Ethiopia: South Sudan foes make little progress on demilitarization talks

Addis Ababa, Ethiopia (PANA) - South Sudanese negotiators made little progress in talks about the possibility of creating a neutral security force to guard facilities in the capital, Juba, and other state capitals, a week to the deadline issued by US President Barack Obama for a lasting peace deal.

Talks on a draft peace agreement released by regional mediators resumed late last week in a rush to beat a 17 August deadline for a comprehensive ceasefire agreement to end the 20-month long crisis.

However, sources say the talks, still deadlocked on the proposed creation of a neutral force to take charge of security in Juba and other state capitals remain deadlocked with no consensus reached.

The East African mediators under the umbrella of the Intergovernmental Authority on Development (IGAD) announced recently that broad compromise was reached on the creation of an interim unity government whose main task would be to restore security and stability across the country.

US President Barack Obama reinforced the need for adherence to the 17 Aug. deadline for a peace agreement in South Sudan during a mini-Summit with East African leaders in Addis Ababa, Ethiopia on 27 July, 2015.
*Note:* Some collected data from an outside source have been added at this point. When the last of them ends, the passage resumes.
// Copyright (c) 2025 Erick Bourgeois, firestoned
// SPDX-License-Identifier: MIT

//! Unit tests for `resource.rs`

use super::*;
use serde_json::json;

fn run_object() -> Value {
    json!({
        "apiVersion": "tekton.dev/v1",
        "kind": "PipelineRun",
        "metadata": {
            "name": "build-1",
            "namespace": "ci",
            "resourceVersion": "4242",
            "labels": {
                "team": "payments",
                "tekton.dev/pipeline": "build"
            }
        },
        "status": {
            "startTime": "2024-01-01T00:00:00Z",
            "completionTime": "2024-01-01T00:05:00Z",
            "conditions": [
                {
                    "type": "Ready",
                    "status": "False"
                },
                {
                    "type": "Succeeded",
                    "status": "True",
                    "reason": "Completed",
                    "message": "Tasks Completed: 2"
                }
            ]
        }
    })
}

// ============================================================================
// basic_data
// ============================================================================

#[test]
fn test_basic_data() {
    let data = basic_data(&run_object()).expect("basic data");

    assert_eq!(
        data,
        BasicData {
            name: "build-1".to_string(),
            namespace: "ci".to_string(),
        }
    );
}

#[test]
fn test_basic_data_without_metadata() {
    let err = basic_data(&json!({"status": {}})).unwrap_err();

    assert_eq!(err, AccessorError::missing("metadata"));
}

#[test]
fn test_basic_data_with_malformed_metadata() {
    let err = basic_data(&json!({"metadata": "oops"})).unwrap_err();
    assert_eq!(err, AccessorError::missing("metadata"));

    let err = basic_data(&json!({"metadata": {"name": 7, "namespace": "ci"}})).unwrap_err();
    assert_eq!(err, AccessorError::missing("metadata.name"));

    let err = basic_data(&json!({"metadata": {"name": "x"}})).unwrap_err();
    assert_eq!(err, AccessorError::missing("metadata.namespace"));
}

// ============================================================================
// labels
// ============================================================================

#[test]
fn test_labels() {
    let labels = labels(&run_object());

    assert_eq!(labels.len(), 2);
    assert_eq!(labels["team"], "payments");
    assert_eq!(labels["tekton.dev/pipeline"], "build");
}

#[test]
fn test_labels_absent() {
    assert!(labels(&json!({"metadata": {"name": "x"}})).is_empty());
    assert!(labels(&json!({"metadata": {"labels": null}})).is_empty());
    assert!(labels(&json!({})).is_empty());
}

#[test]
fn test_labels_drops_non_string_values() {
    let obj = json!({
        "metadata": {
            "labels": {"team": "payments", "replicas": 3, "flag": true}
        }
    });

    let labels = labels(&obj);

    assert_eq!(labels.len(), 1);
    assert_eq!(labels["team"], "payments");
}

#[test]
fn test_labels_not_a_map() {
    assert!(labels(&json!({"metadata": {"labels": ["a", "b"]}})).is_empty());
}

#[test]
fn test_resource_version() {
    assert_eq!(resource_version(&run_object()).as_deref(), Some("4242"));
    assert_eq!(resource_version(&json!({"metadata": {}})), None);
}

// ============================================================================
// status / condition
// ============================================================================

#[test]
fn test_status_absent() {
    assert!(status(&json!({"metadata": {}})).is_none());
    assert!(status(&json!({"metadata": {}, "status": "pending"})).is_none());
    assert!(status(&run_object()).is_some());
}

#[test]
fn test_condition_found() {
    let condition = condition(&run_object(), "Succeeded").expect("condition");

    assert_eq!(condition.r#type, "Succeeded");
    assert_eq!(condition.status.as_deref(), Some("True"));
    assert_eq!(condition.reason.as_deref(), Some("Completed"));
    assert!(condition.is_true());
}

#[test]
fn test_condition_absent_cases() {
    assert!(condition(&json!({"metadata": {}}), "Succeeded").is_none());
    assert!(condition(&json!({"status": {}}), "Succeeded").is_none());
    assert!(condition(&json!({"status": {"conditions": {}}}), "Succeeded").is_none());
    assert!(condition(&run_object(), "Missing").is_none());
}

#[test]
fn test_condition_status_case_insensitive() {
    for (raw, expected) in [("true", true), ("TRUE", true), ("False", false), ("Unknown", false)] {
        let obj = json!({"status": {"conditions": [{"type": "Succeeded", "status": raw}]}});
        let cond = condition(&obj, "Succeeded").expect("condition");
        assert_eq!(cond.is_true(), expected, "status {raw}");
    }
}

#[test]
fn test_condition_without_status_is_not_true() {
    let obj = json!({"status": {"conditions": [{"type": "Succeeded"}]}});
    let cond = condition(&obj, "Succeeded").expect("condition");

    assert!(!cond.is_true());
    assert!(cond.reason.is_none());
}

#[test]
fn test_condition_tolerates_unexpected_field_types() {
    let obj = json!({"status": {"conditions": [{
        "type": "Succeeded",
        "status": "True",
        "reason": "Completed",
        "message": {"detail": "x"}
    }]}});
    let cond = condition(&obj, "Succeeded").expect("condition");
    assert!(cond.is_true());
    assert_eq!(cond.reason.as_deref(), Some("Completed"));

    let obj = json!({"status": {"conditions": [{
        "type": "Succeeded",
        "status": true,
        "reason": "Completed"
    }]}});
    let cond = condition(&obj, "Succeeded").expect("condition");
    assert!(cond.status.is_none());
    assert!(!cond.is_true());
    assert_eq!(cond.reason.as_deref(), Some("Completed"));
}

#[test]
fn test_condition_uses_first_matching_entry() {
    let obj = json!({"status": {"conditions": [
        {"type": "Succeeded", "status": 1, "reason": "Running"},
        {"type": "Succeeded", "status": "True", "reason": "Completed"}
    ]}});
    let cond = condition(&obj, "Succeeded").expect("condition");

    assert!(!cond.is_true());
    assert_eq!(cond.reason.as_deref(), Some("Running"));
}

// ============================================================================
// timestamp
// ============================================================================

#[test]
fn test_timestamp_parses_rfc3339() {
    let obj = run_object();

    assert_eq!(timestamp(&obj, "startTime"), Ok(Some(1_704_067_200)));
    assert_eq!(timestamp(&obj, "completionTime"), Ok(Some(1_704_067_500)));
}

#[test]
fn test_timestamp_with_offset() {
    let obj = json!({"status": {"startTime": "2024-01-01T01:00:00+01:00"}});

    assert_eq!(timestamp(&obj, "startTime"), Ok(Some(1_704_067_200)));
}

#[test]
fn test_timestamp_absent() {
    assert_eq!(timestamp(&json!({"metadata": {}}), "startTime"), Ok(None));
    assert_eq!(timestamp(&json!({"status": {}}), "startTime"), Ok(None));
    assert_eq!(
        timestamp(&json!({"status": {"startTime": null}}), "startTime"),
        Ok(None)
    );
}

#[test]
fn test_timestamp_malformed_is_error() {
    let obj = json!({"status": {"startTime": "yesterday", "completionTime": 12}});

    match timestamp(&obj, "startTime") {
        Err(AccessorError::TimestampParse { field, value, .. }) => {
            assert_eq!(field, "status.startTime");
            assert_eq!(value, "yesterday");
        }
        other => panic!("expected TimestampParse, got {other:?}"),
    }

    assert!(matches!(
        timestamp(&obj, "completionTime"),
        Err(AccessorError::TimestampParse { .. })
    ));
}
The US is threatening to impose targeted sanctions against the President and the opposition if an agreement is not reached.
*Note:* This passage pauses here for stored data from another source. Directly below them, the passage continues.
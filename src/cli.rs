// Copyright (c) 2025 Erick Bourgeois, firestoned
// SPDX-License-Identifier: MIT

//! Command-line interface.
//!
//! ```text
//! tekton-exporter run --populated-labels app.kubernetes.io/team,env --metrics-port 2112
//! tekton-exporter version
//! ```

use crate::constants::{METRICS_SERVER_BIND_ADDRESS, METRICS_SERVER_PORT};
use crate::labels::PopulatedLabelSpec;
use anyhow::{Context, Result};
use clap::{Args, Parser, Subcommand, ValueEnum};
use std::net::SocketAddr;
use tokio::net::lookup_host;

/// Tekton Prometheus exporter.
///
/// Exposes status and duration of PipelineRun and TaskRun resources.
#[derive(Debug, Parser)]
#[command(name = "tekton-exporter", version, about)]
pub struct Cli {
    #[command(subcommand)]
    pub command: Command,
}

#[derive(Debug, Subcommand)]
pub enum Command {
    /// Watch runs and serve their metrics
    Run(RunArgs),
    /// Print the current version
    Version,
}

/// Log output format.
#[derive(Debug, Clone, Copy, PartialEq, Eq, ValueEnum)]
pub enum LogFormat {
    Text,
    Json,
}

#[derive(Debug, Clone, Args)]
pub struct RunArgs {
    /// Verbosity level for logs (overridden by RUST_LOG)
    #[arg(long, default_value = "info")]
    pub log_level: String,

    /// Output format for logs
    #[arg(long, value_enum, default_value_t = LogFormat::Text)]
    pub log_format: LogFormat,

    /// Host where the metrics web server listens
    #[arg(long, default_value = METRICS_SERVER_BIND_ADDRESS)]
    pub metrics_host: String,

    /// Port where the metrics web server listens
    #[arg(long, default_value_t = METRICS_SERVER_PORT)]
    pub metrics_port: u16,

    /// Comma-separated list of object labels populated on metrics
    #[arg(long, value_delimiter = ',')]
    pub populated_labels: Vec<String>,

    /// Only watch runs in this namespace (default: all namespaces)
    #[arg(long)]
    pub namespace: Option<String>,
}

impl RunArgs {
    /// Socket address of the metrics server.
    ///
    /// `--metrics-host` may be an IP address or a host name; a name is
    /// resolved and its first address used.
    ///
    /// # Errors
    ///
    /// Returns an error if `--metrics-host` does not resolve.
    pub async fn metrics_addr(&self) -> Result<SocketAddr> {
        lookup_host((self.metrics_host.as_str(), self.metrics_port))
            .await
            .with_context(|| format!("Failed to resolve --metrics-host '{}'", self.metrics_host))?
            .next()
            .with_context(|| format!("No address found for --metrics-host '{}'", self.metrics_host))
    }

    /// Label spec built from `--populated-labels`.
    #[must_use]
    pub fn populated_label_spec(&self) -> PopulatedLabelSpec {
        PopulatedLabelSpec::new(&self.populated_labels)
    }
}

#[cfg(test)]
mod tests {
    use super::*;

    fn parse_run(args: &[&str]) -> RunArgs {
        let cli = Cli::try_parse_from(args).expect("parse");
        match cli.command {
            Command::Run(run) => run,
            Command::Version => panic!("expected run"),
        }
    }

    #[tokio::test]
    async fn test_run_defaults() {
        let run = parse_run(&["tekton-exporter", "run"]);

        assert_eq!(run.log_level, "info");
        assert_eq!(run.log_format, LogFormat::Text);
        assert_eq!(run.metrics_port, 2112);
        assert!(run.populated_labels.is_empty());
        assert!(run.namespace.is_none());
        assert_eq!(
            run.metrics_addr().await.expect("addr"),
            "0.0.0.0:2112".parse::<SocketAddr>().expect("socket")
        );
    }

    #[test]
    fn test_run_populated_labels() {
        let run = parse_run(&[
            "tekton-exporter",
            "run",
            "--populated-labels",
            "app.kubernetes.io/team,env",
            "--namespace",
            "ci",
        ]);

        assert_eq!(run.populated_labels, vec!["app.kubernetes.io/team", "env"]);
        assert_eq!(run.namespace.as_deref(), Some("ci"));

        let spec = run.populated_label_spec();
        assert_eq!(spec.sanitized_names(), vec!["app_kubernetes_io_team", "env"]);
    }

    #[tokio::test]
    async fn test_run_json_logs_and_custom_address() {
        let run = parse_run(&[
            "tekton-exporter",
            "run",
            "--log-format",
            "json",
            "--metrics-host",
            "127.0.0.1",
            "--metrics-port",
            "9090",
        ]);

        assert_eq!(run.log_format, LogFormat::Json);
        assert_eq!(
            run.metrics_addr().await.expect("addr"),
            "127.0.0.1:9090".parse::<SocketAddr>().expect("socket")
        );
    }

    #[tokio::test]
    async fn test_metrics_host_accepts_host_name() {
        let run = parse_run(&["tekton-exporter", "run", "--metrics-host", "localhost"]);

        let addr = run.metrics_addr().await.expect("addr");
        assert!(addr.ip().is_loopback());
        assert_eq!(addr.port(), 2112);
    }

    #[tokio::test]
    async fn test_unresolvable_metrics_host() {
        let run = parse_run(&["tekton-exporter", "run", "--metrics-host", "metrics.invalid"]);

        assert!(run.metrics_addr().await.is_err());
    }

    #[test]
    fn test_version_subcommand() {
        let cli = Cli::try_parse_from(["tekton-exporter", "version"]).expect("parse");

        assert!(matches!(cli.command, Command::Version));
    }

    #[test]
    fn test_subcommand_required() {
        assert!(Cli::try_parse_from(["tekton-exporter"]).is_err());
    }
}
South Sudanese media reports indicated the government of President Salva Kiir is opposing the IGAD Compromise agreement proposals for a neutral force to take charge of security. The rebels have, however, welcomed the proposed neutral force to take over the security responsibilities.

The mediators want the Transitional Government of National Unity to reform the security sector, deal with issues of economic governance and reform, address justice, accountability and national reconciliation and finalize a permanent constitution before leading the country to elections.
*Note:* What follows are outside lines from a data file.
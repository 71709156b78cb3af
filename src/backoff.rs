// Copyright (c) 2025 Erick Bourgeois, firestoned
// SPDX-License-Identifier: MIT

//! Exponential backoff for watch re-subscription.
//!
//! A watch that ends (server timeout, dropped connection, API error) is
//! reopened forever, but never in a tight loop: consecutive failures wait
//! progressively longer, capped at [`WATCH_BACKOFF_MAX_SECS`], and a
//! subscription that made progress resets the delay.

use crate::constants::{
    WATCH_BACKOFF_INITIAL_MILLIS, WATCH_BACKOFF_MAX_SECS, WATCH_BACKOFF_MULTIPLIER,
    WATCH_BACKOFF_RANDOMIZATION_FACTOR,
};
use rand::Rng;
use std::time::Duration;

/// Delay schedule between watch subscriptions.
///
/// Each call to [`next_backoff`](Self::next_backoff) returns the current
/// delay with jitter applied, then grows it by `multiplier` up to
/// `max_interval`. There is no give-up point; the watch is reopened for
/// as long as the process runs.
#[derive(Debug, Clone)]
pub struct ExponentialBackoff {
    /// Un-jittered delay returned next
    pub current_interval: Duration,
    /// Delay after a [`reset`](Self::reset)
    pub initial_interval: Duration,
    /// Upper bound of the un-jittered delay
    pub max_interval: Duration,
    /// Growth factor applied after every delay
    pub multiplier: f64,
    /// Jitter as a fraction of the delay, in both directions
    pub randomization_factor: f64,
}

impl ExponentialBackoff {
    #[must_use]
    pub fn new(
        initial_interval: Duration,
        max_interval: Duration,
        multiplier: f64,
        randomization_factor: f64,
    ) -> Self {
        Self {
            current_interval: initial_interval,
            initial_interval,
            max_interval,
            multiplier,
            randomization_factor,
        }
    }

    /// Delay to wait before the next subscription.
    pub fn next_backoff(&mut self) -> Duration {
        let delay = self.jittered(self.current_interval);
        self.current_interval = self
            .current_interval
            .mul_f64(self.multiplier)
            .min(self.max_interval);
        delay
    }

    /// Called once a subscription delivered events.
    pub fn reset(&mut self) {
        self.current_interval = self.initial_interval;
    }

    fn jittered(&self, delay: Duration) -> Duration {
        if self.randomization_factor <= 0.0 {
            return delay;
        }

        let spread = delay.as_secs_f64() * self.randomization_factor;
        let offset = rand::rng().random_range(-spread..=spread);

        Duration::from_secs_f64((delay.as_secs_f64() + offset).max(0.0))
    }
}

/// Backoff used between watch subscriptions.
///
/// # Configuration
///
/// - **Initial interval**: 100ms
/// - **Max interval**: 30 seconds
/// - **Max elapsed time**: none
/// - **Multiplier**: 2.0
/// - **Randomization**: ±10%, so both watchers do not reconnect in lockstep
#[must_use]
pub fn watch_backoff() -> ExponentialBackoff {
    ExponentialBackoff::new(
        Duration::from_millis(WATCH_BACKOFF_INITIAL_MILLIS),
        Duration::from_secs(WATCH_BACKOFF_MAX_SECS),
        WATCH_BACKOFF_MULTIPLIER,
        WATCH_BACKOFF_RANDOMIZATION_FACTOR,
    )
}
The final round of the talks has been plagued by the absence of a key opposition figure, Lam Akol, who was recently stopped from traveling to Addis Ababa for the talks.

On Monday, South Sudanese minister, Martin Elia Lomoro, leading a seven-member delegation to the IGAD-PLUS led talks, was expelled from the talks until other opposition political party leaders are allowed to attend.

Lomoro is the Cabinet Affairs Minister in Kiir’s government and also the Chairman of the South Sudan Democratic Forum.